Task statement: In the entries below, find the lines with the word "JsonFileStore" and copy them.

Dataset excerpts:
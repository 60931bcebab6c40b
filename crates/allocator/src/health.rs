//! Background health probing loop
//!
//! Walks every active-or-invalid identity, probing each through a transient
//! `CredentialManager` (never the registry's cached one, so a probe failure
//! can never corrupt a request-serving manager's token), and transitions
//! status on recovery or failure.

use std::sync::Arc;
use std::time::Duration;

use tokio::task::JoinHandle;
use tokio_util::sync::CancellationToken;
use tracing::{info, warn};

use common::Clock;
use credential::CredentialManager;
use store::{IdentityRecord, PersistentStore, Status};

struct Running {
    handle: JoinHandle<()>,
    cancel: CancellationToken,
}

pub struct HealthChecker {
    store: Arc<dyn PersistentStore>,
    clock: Arc<dyn Clock>,
    http_client: reqwest::Client,
    interval_secs: u64,
    running: tokio::sync::Mutex<Option<Running>>,
}

impl HealthChecker {
    pub fn new(
        store: Arc<dyn PersistentStore>,
        clock: Arc<dyn Clock>,
        http_client: reqwest::Client,
        interval_secs: u64,
    ) -> Self {
        Self {
            store,
            clock,
            http_client,
            interval_secs,
            running: tokio::sync::Mutex::new(None),
        }
    }

    /// Begin the background loop. Idempotent: a second call while already
    /// running logs a warning and is a no-op.
    pub async fn start(self: &Arc<Self>) {
        let mut running = self.running.lock().await;
        if running.is_some() {
            warn!("health checker already running, ignoring start()");
            return;
        }

        let cancel = CancellationToken::new();
        let this = Arc::clone(self);
        let loop_cancel = cancel.clone();
        let handle = tokio::spawn(async move { this.run_loop(loop_cancel).await });
        *running = Some(Running { handle, cancel });
    }

    /// Cancel the task and await its completion. Safe to call when not
    /// running.
    pub async fn stop(&self) {
        let running = self.running.lock().await.take();
        if let Some(Running { handle, cancel }) = running {
            cancel.cancel();
            let _ = handle.await;
        }
    }

    /// Run a single full sweep on demand, outside the periodic loop.
    pub async fn check_all(&self) -> store::Result<()> {
        let cancel = CancellationToken::new();
        self.check_cycle(&cancel).await
    }

    async fn run_loop(&self, cancel: CancellationToken) {
        loop {
            tokio::select! {
                _ = cancel.cancelled() => return,
                _ = tokio::time::sleep(Duration::from_secs(self.interval_secs)) => {}
            }
            if cancel.is_cancelled() {
                return;
            }

            if let Err(e) = self.check_cycle(&cancel).await {
                warn!(error = %e, "health check cycle failed, retrying in 60s");
                tokio::select! {
                    _ = cancel.cancelled() => return,
                    _ = tokio::time::sleep(Duration::from_secs(60)) => {}
                }
            }
        }
    }

    async fn check_cycle(&self, cancel: &CancellationToken) -> store::Result<()> {
        let mut identities = self.store.get_tokens_by_status(Status::Active).await?;
        identities.extend(self.store.get_tokens_by_status(Status::Invalid).await?);

        let mut first = true;
        for identity in identities {
            if cancel.is_cancelled() {
                return Ok(());
            }
            if !first {
                tokio::select! {
                    _ = cancel.cancelled() => return Ok(()),
                    _ = tokio::time::sleep(Duration::from_secs(1)) => {}
                }
            }
            first = false;

            tokio::select! {
                _ = cancel.cancelled() => return Ok(()),
                _ = self.probe_and_transition(&identity) => {}
            }
        }
        Ok(())
    }

    async fn probe_and_transition(&self, identity: &IdentityRecord) {
        let ok = self.probe(identity).await;
        let now = self.clock.now_millis();

        if let Err(e) = self
            .store
            .record_health_check(identity.id, ok, None, now)
            .await
        {
            warn!(identity_id = identity.id, error = %e, "failed to record health check");
            return;
        }

        match (identity.status, ok) {
            (Status::Active, false) => {
                warn!(identity_id = identity.id, "health probe failed, quarantining identity");
                if let Err(e) = self.store.set_token_status(identity.id, Status::Invalid).await {
                    warn!(identity_id = identity.id, error = %e, "failed to quarantine identity");
                } else {
                    metrics::counter!("health_checker_transitions_total", "transition" => "quarantine")
                        .increment(1);
                }
            }
            (Status::Invalid, true) => {
                info!(identity_id = identity.id, "health probe recovered, reactivating identity");
                if let Err(e) = self.store.set_token_status(identity.id, Status::Active).await {
                    warn!(identity_id = identity.id, error = %e, "failed to reactivate identity");
                } else {
                    metrics::counter!("health_checker_transitions_total", "transition" => "recover")
                        .increment(1);
                }
            }
            _ => {}
        }
    }

    async fn probe(&self, identity: &IdentityRecord) -> bool {
        let creds = match self.store.get_token_credentials(identity.id).await {
            Ok(Some(c)) => c,
            Ok(None) => return false,
            Err(e) => {
                warn!(identity_id = identity.id, error = %e, "failed to load credentials for probe");
                return false;
            }
        };

        let manager = CredentialManager::new(
            identity.id,
            identity.region.clone(),
            creds.refresh_token,
            creds.client_id,
            creds.client_secret,
            identity.profile_arn.clone(),
            Arc::clone(&self.store),
            Arc::clone(&self.clock),
            self.http_client.clone(),
        );

        manager.force_refresh().await.is_ok()
    }
}

#[cfg(test)]
mod tests {
    use super::*;
    use store::{EncryptionKey, JsonFileStore, Visibility};

    fn record(id: u64, status: Status) -> IdentityRecord {
        IdentityRecord {
            id,
            owner_id: None,
            visibility: Visibility::Public,
            status,
            region: "us-east-1".into(),
            profile_arn: None,
            success_count: 0,
            fail_count: 0,
            last_used: None,
            last_check_ok: None,
            last_check_error: None,
        }
    }

    async fn test_store(dir: &tempfile::TempDir) -> Arc<JsonFileStore> {
        let path = dir.path().join("identities.json");
        let key = EncryptionKey::new([7u8; 32]);
        Arc::new(JsonFileStore::load(path, key).await.unwrap())
    }

    #[tokio::test]
    async fn start_stop_is_idempotent_and_clean() {
        let dir = tempfile::tempdir().unwrap();
        let store: Arc<dyn PersistentStore> = test_store(&dir).await;
        let clock: Arc<dyn Clock> = Arc::new(common::ManualClock::new());
        let checker = Arc::new(HealthChecker::new(store, clock, reqwest::Client::new(), 3600));

        checker.start().await;
        checker.start().await; // second call is a no-op, not a panic
        checker.stop().await;
        checker.stop().await; // safe when not running
    }

    #[tokio::test]
    async fn check_all_quarantines_failing_active_identity() {
        let dir = tempfile::tempdir().unwrap();
        let store = test_store(&dir).await;
        store
            .put(record(1, Status::Active), "rt_1", None, None)
            .await
            .unwrap();
        let dyn_store: Arc<dyn PersistentStore> = store.clone();
        let clock: Arc<dyn Clock> = Arc::new(common::ManualClock::new());
        let checker = HealthChecker::new(dyn_store, clock, reqwest::Client::new(), 3600);

        // No stub server is reachable, so the probe fails and the identity
        // should be quarantined.
        checker.check_all().await.unwrap();

        let updated = store.get_identity(1).await.unwrap().unwrap();
        assert_eq!(updated.status, Status::Invalid);
    }
}
//! JSON resource reader.

use crate::error::ReadResult;
use crate::reader::{malformed, read_contents, Reader};
use lingo_common::MessageMap;
use serde_json::Value;
use std::path::Path;

/// Reads `.json` resources: a top-level object of scalar values.
#[derive(Debug, Default, Clone, Copy)]
pub struct JsonReader;

impl JsonReader {
    /// Create a new JSON reader.
    pub fn new() -> Self {
        Self
    }
}

impl Reader for JsonReader {
    fn extension(&self) -> &'static str {
        "json"
    }

    fn read(&self, path: &Path) -> ReadResult<MessageMap> {
        let contents = read_contents(path)?;

        let value: Value =
            serde_json::from_str(&contents).map_err(|err| malformed(path, err))?;

        let Value::Object(object) = value else {
            return Err(malformed(path, "top-level value must be an object"));
        };

        let mut messages = MessageMap::with_capacity(object.len());

        for (key, value) in object {
            let rendered = match value {
                Value::String(text) => text,
                Value::Number(number) => number.to_string(),
                Value::Bool(flag) => flag.to_string(),
                other => {
                    return Err(malformed(
                        path,
                        format!("value for key {key:?} must be a scalar, found {other}"),
                    ))
                }
            };

            messages.insert(key, rendered);
        }

        Ok(messages)
    }
}
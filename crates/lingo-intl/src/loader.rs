//! Catalog construction: cache lookup, resource discovery, reader dispatch.

use crate::catalog::Catalog;
use crate::error::IntlResult;
use crate::locale::Locale;
use lingo_cache::Storage;
use lingo_common::MessageMap;
use lingo_io::Reader;
use std::path::{Path, PathBuf};
use std::sync::Arc;
use tracing::debug;

/// Builds [`Catalog`]s from cache or disk.
///
/// Readers are consulted in registration order; the first reader whose
/// extension matches a file in a search directory wins. Storage is optional,
/// and its absence simply disables caching.
///
/// The loader holds no locale state of its own: the active locale and the
/// domain's search paths are passed into [`load_catalog`](Self::load_catalog)
/// by the [`Translator`](crate::Translator), which keeps every load a pure
/// function of its inputs.
#[derive(Debug, Default)]
pub struct MessageLoader {
    readers: Vec<Box<dyn Reader>>,
    storage: Option<Arc<dyn Storage>>,
}

impl MessageLoader {
    /// Create a loader with no readers and no storage.
    pub fn new() -> Self {
        Self::default()
    }

    /// Append a reader; later registrations have lower precedence.
    pub fn add_reader(&mut self, reader: Box<dyn Reader>) -> &mut Self {
        self.readers.push(reader);
        self
    }

    /// Append several readers, preserving their order.
    pub fn add_readers(&mut self, readers: Vec<Box<dyn Reader>>) -> &mut Self {
        self.readers.extend(readers);
        self
    }

    /// The registered readers, in precedence order.
    pub fn readers(&self) -> &[Box<dyn Reader>] {
        &self.readers
    }

    /// Attach a cache storage.
    pub fn set_storage(&mut self, storage: Arc<dyn Storage>) -> &mut Self {
        self.storage = Some(storage);
        self
    }

    /// The attached cache storage, if any.
    pub fn storage(&self) -> Option<&Arc<dyn Storage>> {
        self.storage.as_ref()
    }

    /// Build the catalog for `(domain, bundle)` under `locale`.
    ///
    /// The cache fast path bypasses all filesystem and reader work. On a
    /// cache miss, `paths` are searched in order for
    /// `<dir>/<locale code>/<bundle>.<ext>`; the first directory with a
    /// matching file wins and the remaining directories are not consulted.
    /// A missing resource yields an empty catalog, not an error.
    pub fn load_catalog(
        &self,
        domain: &str,
        bundle: &str,
        locale: &Locale,
        paths: &[PathBuf],
    ) -> IntlResult<Catalog> {
        let cache_key = cache_key(domain, bundle, locale.code());

        if let Some(storage) = &self.storage {
            if let Some(messages) = storage.get_item(&cache_key) {
                debug!("Catalog cache hit: {}", cache_key);
                return Ok(Catalog::new(bundle, domain, messages));
            }
        }

        for dir in paths {
            if let Some((reader, file)) = self.discover(dir, bundle, locale) {
                debug!("Loading catalog {}.{} from {:?}", domain, bundle, file);

                let messages = reader.read(&file)?;

                if let Some(storage) = &self.storage {
                    storage.set(&cache_key, messages.clone());
                }

                return Ok(Catalog::new(bundle, domain, messages));
            }
        }

        debug!(
            "No resource for catalog {}.{} under locale {}",
            domain,
            bundle,
            locale.code()
        );

        Ok(Catalog::new(bundle, domain, MessageMap::new()))
    }

    /// Find the first reader (registration order) with a matching resource
    /// file for `bundle` in `dir`.
    fn discover(&self, dir: &Path, bundle: &str, locale: &Locale) -> Option<(&dyn Reader, PathBuf)> {
        self.readers.iter().find_map(|reader| {
            let candidate = dir
                .join(locale.code())
                .join(format!("{bundle}.{}", reader.extension()));

            (candidate.is_file() && reader.can_read(&candidate))
                .then(|| (reader.as_ref(), candidate))
        })
    }
}

/// The cache key for one (domain, bundle, locale) triple.
///
/// The exact format is load-bearing for compatibility with existing caches:
/// literal dots, no escaping.
fn cache_key(domain: &str, bundle: &str, locale_code: &str) -> String {
    format!("intl.catalog.{domain}.{bundle}.{locale_code}")
}
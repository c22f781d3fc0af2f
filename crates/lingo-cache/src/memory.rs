//! Process-local in-memory storage.

use crate::storage::Storage;
use dashmap::DashMap;
use lingo_common::MessageMap;
use tracing::debug;

/// In-memory [`Storage`] backed by a concurrent map.
///
/// Entries live for the lifetime of the process; there is no eviction.
#[derive(Debug, Default)]
pub struct MemoryStorage {
    items: DashMap<String, MessageMap>,
}

impl MemoryStorage {
    /// Create an empty in-memory storage.
    pub fn new() -> Self {
        Self::default()
    }

    /// Remove every cached entry.
    pub fn flush(&self) {
        self.items.clear();
        debug!("Flushed in-memory storage");
    }
}

impl Storage for MemoryStorage {
    fn has(&self, key: &str) -> bool {
        self.items.contains_key(key)
    }

    fn get_item(&self, key: &str) -> Option<MessageMap> {
        self.items.get(key).map(|entry| entry.value().clone())
    }

    fn set(&self, key: &str, value: MessageMap) {
        debug!("Caching {} messages under key: {}", value.len(), key);
        self.items.insert(key.to_string(), value);
    }
}
//! TOML resource reader.

use crate::error::ReadResult;
use crate::reader::{malformed, read_contents, Reader};
use ::toml::{Table, Value};
use lingo_common::MessageMap;
use std::path::Path;

/// Reads `.toml` resources: a top-level table of scalar values.
#[derive(Debug, Default, Clone, Copy)]
pub struct TomlReader;

impl TomlReader {
    /// Create a new TOML reader.
    pub fn new() -> Self {
        Self
    }
}

impl Reader for TomlReader {
    fn extension(&self) -> &'static str {
        "toml"
    }

    fn read(&self, path: &Path) -> ReadResult<MessageMap> {
        let contents = read_contents(path)?;

        let table: Table = contents.parse().map_err(|err| malformed(path, err))?;

        let mut messages = MessageMap::with_capacity(table.len());

        for (key, value) in table {
            let rendered = match value {
                Value::String(text) => text,
                Value::Integer(number) => number.to_string(),
                Value::Float(number) => number.to_string(),
                Value::Boolean(flag) => flag.to_string(),
                other => {
                    return Err(malformed(
                        path,
                        format!("value for key {key:?} must be a scalar, found {other}"),
                    ))
                }
            };

            messages.insert(key, rendered);
        }

        Ok(messages)
    }
}

#[cfg(test)]
mod tests {
    use super::*;
    use crate::error::ReadError;
    use std::fs;

    fn write_fixture(dir: &tempfile::TempDir, name: &str, contents: &str) -> std::path::PathBuf {
        let path = dir.path().join(name);
        fs::write(&path, contents).unwrap();
        path
    }

    #[test]
    fn test_read_flat_table() {
        let dir = lingo_common::test_utils::create_temp_dir();
        let path = write_fixture(
            &dir,
            "foo.toml",
            "a = \"Lorem ipsum\"\nb = \"Dolor sit amet\"\nretries = 3\n",
        );

        let messages = TomlReader::new().read(&path).unwrap();

        assert_eq!(messages.get("a").map(String::as_str), Some("Lorem ipsum"));
        assert_eq!(messages.get("b").map(String::as_str), Some("Dolor sit amet"));
        assert_eq!(messages.get("retries").map(String::as_str), Some("3"));
    }

    #[test]
    fn test_read_rejects_nested_tables() {
        let dir = lingo_common::test_utils::create_temp_dir();
        let path = write_fixture(&dir, "foo.toml", "[section]\na = \"Lorem ipsum\"\n");

        let err = TomlReader::new().read(&path).unwrap_err();
        assert!(matches!(err, ReadError::Malformed { .. }));
    }

    #[test]
    fn test_read_rejects_syntax_error() {
        let dir = lingo_common::test_utils::create_temp_dir();
        let path = write_fixture(&dir, "foo.toml", "a = \n");

        let err = TomlReader::new().read(&path).unwrap_err();
        assert!(matches!(err, ReadError::Malformed { .. }));
    }
}
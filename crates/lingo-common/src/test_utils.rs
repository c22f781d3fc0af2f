//! Test utilities and shared test helpers for the Lingo workspace.
//!
//! This module provides common testing utilities and helper functions that
//! can be used across all crates in the workspace for unit and integration
//! testing.

use std::sync::Once;

#[cfg(feature = "tracing-subscriber")]
use tracing_subscriber::{fmt, EnvFilter};

/// Initialize test logging once per test run.
static INIT: Once = Once::new();

/// Initialize logging for tests with a sensible default configuration.
/// This function is safe to call multiple times and will only initialize once.
#[cfg(feature = "tracing-subscriber")]
pub fn init_test_logging() {
    INIT.call_once(|| {
        let filter = EnvFilter::try_from_default_env().unwrap_or_else(|_| EnvFilter::new("debug"));

        fmt().with_test_writer().with_env_filter(filter).init();
    });
}

/// No-op version when tracing-subscriber is not available
#[cfg(not(feature = "tracing-subscriber"))]
pub fn init_test_logging() {
    // No-op when tracing-subscriber is not available
    let _ = &INIT;
}

/// Create a temporary directory for tests that automatically cleans up.
#[cfg(feature = "tempfile")]
pub fn create_temp_dir() -> tempfile::TempDir {
    tempfile::tempdir().expect("Failed to create temporary directory")
}
//! The reader capability: one implementation per resource format.

use crate::error::{ReadError, ReadResult};
use lingo_common::MessageMap;
use std::ffi::OsStr;
use std::fmt;
use std::fs;
use std::path::Path;
use tracing::debug;

/// A parser for one on-disk resource format.
///
/// Readers are selected by extension match, first registered reader wins.
/// `read` either produces the complete mapping or fails with
/// [`ReadError::Malformed`]; it never partially populates.
pub trait Reader: fmt::Debug + Send + Sync {
    /// The file extension (without dot) this reader recognizes.
    fn extension(&self) -> &'static str;

    /// Whether this reader can parse the file at `path`, judged by extension.
    fn can_read(&self, path: &Path) -> bool {
        path.extension().and_then(OsStr::to_str) == Some(self.extension())
    }

    /// Parse the resource at `path` into a flat key/value mapping.
    fn read(&self, path: &Path) -> ReadResult<MessageMap>;
}

/// Read the full contents of a resource file.
///
/// Shared by the concrete readers so that disk failures surface uniformly as
/// [`ReadError::Unreadable`].
pub(crate) fn read_contents(path: &Path) -> ReadResult<String> {
    debug!("Reading resource file: {:?}", path);

    fs::read_to_string(path).map_err(|source| ReadError::Unreadable {
        path: path.display().to_string(),
        source,
    })
}

/// Build the malformed-resource error for `path`.
pub(crate) fn malformed(path: &Path, detail: impl fmt::Display) -> ReadError {
    ReadError::Malformed {
        path: path.display().to_string(),
        detail: detail.to_string(),
    }
}

#[cfg(test)]
mod tests {
    use super::*;

    #[derive(Debug)]
    struct StubReader;

    impl Reader for StubReader {
        fn extension(&self) -> &'static str {
            "stub"
        }

        fn read(&self, _path: &Path) -> ReadResult<MessageMap> {
            Ok(MessageMap::new())
        }
    }

    #[test]
    fn test_can_read_matches_extension_only() {
        let reader = StubReader;

        assert!(reader.can_read(Path::new("/tmp/messages.stub")));
        assert!(!reader.can_read(Path::new("/tmp/messages.json")));
        assert!(!reader.can_read(Path::new("/tmp/messages")));
    }

    #[test]
    fn test_read_contents_missing_file() {
        let err = read_contents(Path::new("/nonexistent/messages.stub")).unwrap_err();
        assert!(matches!(err, ReadError::Unreadable { .. }));
    }
}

Response:
    use store::{EncryptionKey, JsonFileStore, Visibility};
    async fn test_store(dir: &tempfile::TempDir) -> Arc<JsonFileStore> {
        Arc::new(JsonFileStore::load(path, key).await.unwrap())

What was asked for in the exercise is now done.